We all know the feeling: it’s the first day in your dream job and – darn it! – you go and get yourself possessed. Imagine the nicknames in the staff room!
That’s the nightmare scenario greeting idealistic young nurse Valerie, fresh out of training and clocking on for her first shift in an East London hospital, in The Power, the latest movie from streaming service Shudder. We’re in the dark days of the miners’ strike, a period in which evening blackouts were instituted to save power, and the 1974 of The Power may as well be 1947. The hospital is one of those huge Victorian things that looks like it couldn’t ever be warm, the nurses still wear long linen caps and the staff are demotivated, sexist, racist, uncaring and – in the case of Emma Rigby’s Babs – downright cruel. This, we quickly understand, is not the NHS we know and love today.

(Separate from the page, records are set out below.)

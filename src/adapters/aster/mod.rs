//! Aster Venue Adapter - Perpetual Futures over REST + WebSocket
//!
//! Implements `ExchangeAdapter` for Aster: signed REST calls for
//! orders, book and positions, and a listen-key user-data stream for
//! push updates.
//!
//! Key design decisions:
//! - Every order is post-only (GTX); a maker order the venue expires on
//!   arrival is re-priced from a fresh book and retried a bounded number
//!   of times
//! - Contract attributes are checked once on first connect; an unknown
//!   symbol, tick mismatch, or undersized quantity is a fatal
//!   configuration error
//! - Cancelling an order the venue no longer has resolves its real status
//!   with a follow-up query, so a fill that raced the cancel is reported

pub mod auth;
pub mod client;
pub mod types;
pub mod user_stream;

use std::collections::HashMap;
use std::sync::atomic::{AtomicBool, Ordering};
use std::sync::Arc;
use std::time::Duration;

use async_trait::async_trait;
use rust_decimal::Decimal;
use tokio::sync::{broadcast, oneshot, Mutex};
use tokio::task::JoinHandle;
use tracing::{debug, info, instrument, warn};
use uuid::Uuid;

use crate::domain::order::{Direction, OrderStatus, Side};
use crate::domain::pricing::{maker_close_price, open_order_price, round_to_tick};
use crate::ports::exchange::{
    AdapterError, AdapterEvent, AdapterResult, Bbo, ExchangeAdapter, OrderInfo, OrderResult,
    PositionSnapshot,
};

pub use auth::AsterAuth;
pub use client::{AsterClient, AsterClientConfig};

use client::ApiError;
use user_stream::UserStream;

/// Attempts per placement when the venue expires a post-only order.
const POST_ONLY_ATTEMPTS: usize = 3;
const STREAM_STOP_TIMEOUT: Duration = Duration::from_secs(5);

/// Static contract parameters the adapter validates on connect.
#[derive(Debug, Clone)]
pub struct ContractSpec {
    pub ticker: String,
    pub contract_id: String,
    pub tick_size: Decimal,
    pub quantity: Decimal,
}

struct StreamHandle {
    stop_tx: oneshot::Sender<()>,
    task: JoinHandle<()>,
}

/// Aster exchange adapter.
pub struct AsterExchange {
    client: Arc<AsterClient>,
    contract: ContractSpec,
    ws_url: String,
    events_tx: broadcast::Sender<AdapterEvent>,
    connected: Arc<AtomicBool>,
    contract_checked: AtomicBool,
    stream: Mutex<Option<StreamHandle>>,
}

impl AsterExchange {
    pub fn new(client: Arc<AsterClient>, contract: ContractSpec, ws_url: impl Into<String>) -> Self {
        let (events_tx, _) = broadcast::channel(1024);
        Self {
            client,
            contract,
            ws_url: ws_url.into(),
            events_tx,
            connected: Arc::new(AtomicBool::new(false)),
            contract_checked: AtomicBool::new(false),
            stream: Mutex::new(None),
        }
    }

    /// Confirm the contract trades, its tick matches, and the order
    /// quantity clears the venue minimum.
    async fn check_contract(&self) -> AdapterResult<()> {
        if self.contract_checked.load(Ordering::SeqCst) {
            return Ok(());
        }

        let info = self.client.exchange_info().await?;
        let wanted = &self.contract;
        let symbol = info
            .symbols
            .iter()
            .find(|s| s.symbol == wanted.contract_id)
            .ok_or_else(|| AdapterError::Config(format!("unknown contract {}", wanted.contract_id)))?;

        if symbol.status != "TRADING" {
            return Err(AdapterError::Config(format!(
                "contract {} is not trading (status {})",
                wanted.contract_id, symbol.status
            )));
        }
        if !symbol.base_asset.is_empty() && !symbol.base_asset.eq_ignore_ascii_case(&wanted.ticker) {
            warn!(ticker = %wanted.ticker, base_asset = %symbol.base_asset, "Ticker does not match contract base asset");
        }
        if let Some(tick) = symbol.tick_size() {
            if !tick.is_zero() && !(wanted.tick_size % tick).is_zero() {
                return Err(AdapterError::Config(format!(
                    "tick_size {} is not a multiple of venue tick {tick}",
                    wanted.tick_size
                )));
            }
        }
        if let Some(min_qty) = symbol.min_qty() {
            if wanted.quantity < min_qty {
                return Err(AdapterError::Config(format!(
                    "quantity {} is below venue minimum {min_qty}",
                    wanted.quantity
                )));
            }
        }

        self.contract_checked.store(true, Ordering::SeqCst);
        info!(contract = %wanted.contract_id, "Contract attributes verified");
        Ok(())
    }

    async fn book(&self, contract: &str) -> AdapterResult<Bbo> {
        let t = self.client.book_ticker(contract).await?;
        Ok(Bbo {
            best_bid: t.bid_price,
            best_ask: t.ask_price,
        })
    }

    /// Submit a post-only order, re-pricing via `price_for` while the
    /// venue keeps expiring it on arrival.
    async fn place_post_only<F>(
        &self,
        contract: &str,
        side: Side,
        quantity: Decimal,
        price_for: F,
    ) -> AdapterResult<OrderResult>
    where
        F: Fn(Bbo) -> Decimal + Send + Sync,
    {
        for attempt in 1..=POST_ONLY_ATTEMPTS {
            let bbo = self.book(contract).await?;
            if !bbo.is_valid() {
                return Ok(OrderResult::failure("Invalid bid/ask prices"));
            }
            let price = round_to_tick(price_for(bbo), self.contract.tick_size);
            let client_id = Uuid::new_v4().simple().to_string();

            let response = match self
                .client
                .place_limit_order(contract, side, quantity, price, &client_id)
                .await
            {
                Ok(r) => r,
                Err(e) => return rejection_or_error(e),
            };

            let status = OrderStatus::from_venue_str(&response.status);
            let result = OrderResult {
                success: true,
                order_id: Some(response.order_id.to_string()),
                side: Some(side),
                size: Some(response.orig_qty),
                price: Some(response.price),
                status,
                filled_size: Some(response.executed_qty),
                error_message: None,
            };

            if status != Some(OrderStatus::Expired) {
                return Ok(result);
            }

            debug!(attempt, %price, side = %side, order_id = ?result.order_id, "Post-only order expired on arrival, re-pricing");
        }

        warn!(attempts = POST_ONLY_ATTEMPTS, side = %side, "Post-only order expired on every attempt");
        Ok(OrderResult::failure(format!(
            "post-only order expired on all {POST_ONLY_ATTEMPTS} attempts"
        )))
    }

    async fn stop_stream(&self) {
        let handle = self.stream.lock().await.take();
        if let Some(StreamHandle { stop_tx, task }) = handle {
            let _ = stop_tx.send(());
            if tokio::time::timeout(STREAM_STOP_TIMEOUT, task).await.is_err() {
                warn!("User stream did not stop in time");
            }
        }
    }
}

/// Venue refusals specific to the request become unsuccessful results;
/// everything else propagates.
fn rejection_or_error(e: ApiError) -> AdapterResult<OrderResult> {
    match e.to_adapter() {
        AdapterError::Rejected(msg) => Ok(OrderResult::failure(msg)),
        other => Err(other),
    }
}

#[async_trait]
impl ExchangeAdapter for AsterExchange {
    fn name(&self) -> &'static str {
        "aster"
    }

    #[instrument(skip(self), fields(venue = "aster"))]
    async fn connect(&self) -> AdapterResult<()> {
        let mut guard = self.stream.lock().await;
        if let Some(handle) = guard.as_ref() {
            if !handle.task.is_finished() && self.connected.load(Ordering::SeqCst) {
                return Ok(());
            }
        }
        if let Some(stale) = guard.take() {
            stale.task.abort();
        }

        self.check_contract().await?;

        let listen_key = self.client.create_listen_key().await?.listen_key;
        let ws = user_stream::open(&self.ws_url, &listen_key)
            .await
            .map_err(|e| AdapterError::Transient(format!("{e:#}")))?;

        let (stop_tx, stop_rx) = oneshot::channel();
        let stream = UserStream::new(
            Arc::clone(&self.client),
            self.events_tx.clone(),
            Arc::clone(&self.connected),
            self.contract.contract_id.clone(),
        );
        self.connected.store(true, Ordering::SeqCst);
        let task = tokio::spawn(stream.run(ws, stop_rx));
        *guard = Some(StreamHandle { stop_tx, task });

        info!("Connected to Aster user stream");
        Ok(())
    }

    async fn disconnect(&self) -> AdapterResult<()> {
        self.stop_stream().await;
        self.connected.store(false, Ordering::SeqCst);
        if self.client.has_credentials() {
            if let Err(e) = self.client.close_listen_key().await {
                debug!(error = %e, "Listen key close failed");
            }
        }
        Ok(())
    }

    fn is_connected(&self) -> bool {
        self.connected.load(Ordering::SeqCst)
    }

    #[instrument(skip(self), fields(venue = "aster"))]
    async fn place_open_order(
        &self,
        contract: &str,
        quantity: Decimal,
        direction: Direction,
    ) -> AdapterResult<OrderResult> {
        let tick = self.contract.tick_size;
        self.place_post_only(contract, direction.open_side(), quantity, |bbo| {
            open_order_price(bbo.best_bid, bbo.best_ask, direction, tick)
        })
        .await
    }

    #[instrument(skip(self), fields(venue = "aster"))]
    async fn place_close_order(
        &self,
        contract: &str,
        quantity: Decimal,
        price: Decimal,
        side: Side,
    ) -> AdapterResult<OrderResult> {
        let tick = self.contract.tick_size;
        self.place_post_only(contract, side, quantity, |bbo| {
            maker_close_price(price, side, bbo.best_bid, bbo.best_ask, tick)
        })
        .await
    }

    #[instrument(skip(self), fields(venue = "aster"))]
    async fn cancel_order(&self, order_id: &str) -> AdapterResult<OrderResult> {
        let contract = self.contract.contract_id.as_str();
        match self.client.cancel_order(contract, order_id).await {
            Ok(r) => Ok(OrderResult {
                success: true,
                order_id: Some(r.order_id.to_string()),
                side: Side::parse(&r.side),
                size: Some(r.orig_qty),
                price: Some(r.price),
                status: OrderStatus::from_venue_str(&r.status).or(Some(OrderStatus::Cancelled)),
                filled_size: Some(r.executed_qty),
                error_message: None,
            }),
            Err(e) if e.is_unknown_order() => {
                // Already gone: report what the venue holds now.
                match self.get_order_info(order_id).await? {
                    Some(info) => Ok(OrderResult {
                        success: false,
                        order_id: Some(info.order_id),
                        side: Some(info.side),
                        size: Some(info.size),
                        price: Some(info.price),
                        status: Some(info.status),
                        filled_size: Some(info.filled_size),
                        error_message: Some(e.to_string()),
                    }),
                    None => Ok(OrderResult::failure(e.to_string())),
                }
            }
            Err(e) => rejection_or_error(e),
        }
    }

    async fn get_order_info(&self, order_id: &str) -> AdapterResult<Option<OrderInfo>> {
        match self.client.query_order(&self.contract.contract_id, order_id).await {
            Ok(r) => Ok(r.into_order_info()),
            Err(e) if e.is_unknown_order() => Ok(None),
            Err(e) => Err(e.into()),
        }
    }

    async fn get_active_orders(&self, contract: &str) -> AdapterResult<Vec<OrderInfo>> {
        let orders = self.client.open_orders(contract).await?;
        Ok(orders
            .into_iter()
            .filter_map(types::OrderResponse::into_order_info)
            .filter(|o| !o.status.is_terminal())
            .collect())
    }

    async fn get_account_positions(&self) -> AdapterResult<HashMap<String, PositionSnapshot>> {
        let positions = self.client.position_risk(&self.contract.contract_id).await?;
        Ok(positions
            .into_iter()
            .map(|p| (p.symbol.clone(), PositionSnapshot::from(p)))
            .collect())
    }

    async fn fetch_bbo(&self, contract: &str) -> AdapterResult<Bbo> {
        self.book(contract).await
    }

    fn subscribe_order_events(&self) -> broadcast::Receiver<AdapterEvent> {
        self.events_tx.subscribe()
    }
}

When Valerie butts heads with the joyless Matron (Diveen Henry), she’s made to stay on for the blackout shift caring for the patients who couldn’t be transferred away. And, lo! A horror movie situation is born. Valerie, played with childlike vulnerability by likeable Rose Williams, is soon being tugged at, perved on, attacked and possessed as she rattles around the hospital from hell getting more and more scared. And scares come easily in a pitch-black abandoned hospital filled with creepy weirdos, so it’s disappointing how often The Power feels the need to resort to cliché, like eyes scratched out on portraits, kids scribbling black clouds in jotters and what is, at heart, a typical ghost-with-a-message plot. Not necessary when those inky black corridors create their own monsters in the shadows.
Indeed, it feels, at times, like you’re watching a harrowing episode of Call The Midwife, but writer/director Corinna Faith does pull it round from an aimless middle to a really satisfying conclusion – and one that has something to say about real world horrors, too. Watch it with the lights off and a bottle of TCP for sniffing.